** ACTIVITY **
Please print the whole listing below exactly as it stands.

** RECORD SET **
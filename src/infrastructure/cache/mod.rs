// Copyright (c) 2025 Kirky.X
//
// Licensed under the MIT License
// See LICENSE file in the project root for full license information.

/// Redis访问模块
///
/// 提供任务队列底层使用的Redis客户端
pub mod redis_client;
// Copyright (c) 2025 Kirky.X
//
// Licensed under the MIT License
// See LICENSE file in the project root for full license information.

use crate::domain::models::task::{Task, DEFAULT_PRIORITY};
use serde::{Deserialize, Serialize};
use validator::{Validate, ValidationErrors};

/// 任务文件中的一条记录
///
/// `id` 和 `priority` 可省略
#[derive(Debug, Clone, Default, Deserialize, Serialize)]
pub struct TaskRecordDto {
    pub id: Option<String>,
    pub url: Option<String>,
    pub source: Option<String>,
    pub category: Option<String>,
    pub priority: Option<String>,
}

impl TaskRecordDto {
    /// 转换为任务，缺少 `id` 时使用 `article_{position}`
    ///
    /// # 参数
    ///
    /// * `position` - 记录在文件中的位置，从1开始
    pub fn into_task(self, position: usize) -> Result<Task, ValidationErrors> {
        let task = Task {
            id: self.id.unwrap_or_else(|| format!("article_{position}")),
            url: self.url.unwrap_or_default(),
            source: self.source.unwrap_or_default(),
            category: self.category.unwrap_or_default(),
            priority: self
                .priority
                .unwrap_or_else(|| DEFAULT_PRIORITY.to_string()),
        };
        task.validate()?;
        Ok(task)
    }
}
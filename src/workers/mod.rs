// Copyright (c) 2025 Kirky.X
//
// Licensed under the MIT License
// See LICENSE file in the project root for full license information.

/// 后台工作器模块
///
/// 包括工作器特质和从队列消费抓取任务的工作器
pub mod scrape_worker;
pub mod worker;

** TASK RESULT **
filename src/infrastructure/cache/mod.rs
// Copyright (c) 2025 Kirky.X
//
// Licensed under the MIT License
// See LICENSE file in the project root for full license information.

/// Redis访问模块
///
/// 提供任务队列底层使用的Redis客户端
pub mod redis_client;
// Copyright (c) 2025 Kirky.X
//
// Licensed under the MIT License
// See LICENSE file in the project root for full license information.

use crate::domain::models::task::{Task, DEFAULT_PRIORITY};
use serde::{Deserialize, Serialize};
use validator::{Validate, ValidationErrors};

/// 任务文件中的一条记录
///
/// `id` 和 `priority` 可省略
#[derive(Debug, Clone, Default, Deserialize, Serialize)]
pub struct TaskRecordDto {
    pub id: Option<String>,
    pub url: Option<String>,
    pub source: Option<String>,
    pub category: Option<String>,
    pub priority: Option<String>,
}

impl TaskRecordDto {
    /// 转换为任务，缺少 `id` 时使用 `article_{position}`
    ///
    /// # 参数
    ///
    /// * `position` - 记录在文件中的位置，从1开始
    pub fn into_task(self, position: usize) -> Result<Task, ValidationErrors> {
        let task = Task {
            id: self.id.unwrap_or_else(|| format!("article_{position}")),
            url: self.url.unwrap_or_default(),
            source: self.source.unwrap_or_default(),
            category: self.category.unwrap_or_default(),
            priority: self
                .priority
                .unwrap_or_else(|| DEFAULT_PRIORITY.to_string()),
        };
        task.validate()?;
        Ok(task)
    }
}
filename src/workers/mod.rs
// Copyright (c) 2025 Kirky.X
//
// Licensed under the MIT License
// See LICENSE file in the project root for full license information.

/// 后台工作器模块
///
/// 包括工作器特质和从队列消费抓取任务的工作器
pub mod scrape_worker;
pub mod worker;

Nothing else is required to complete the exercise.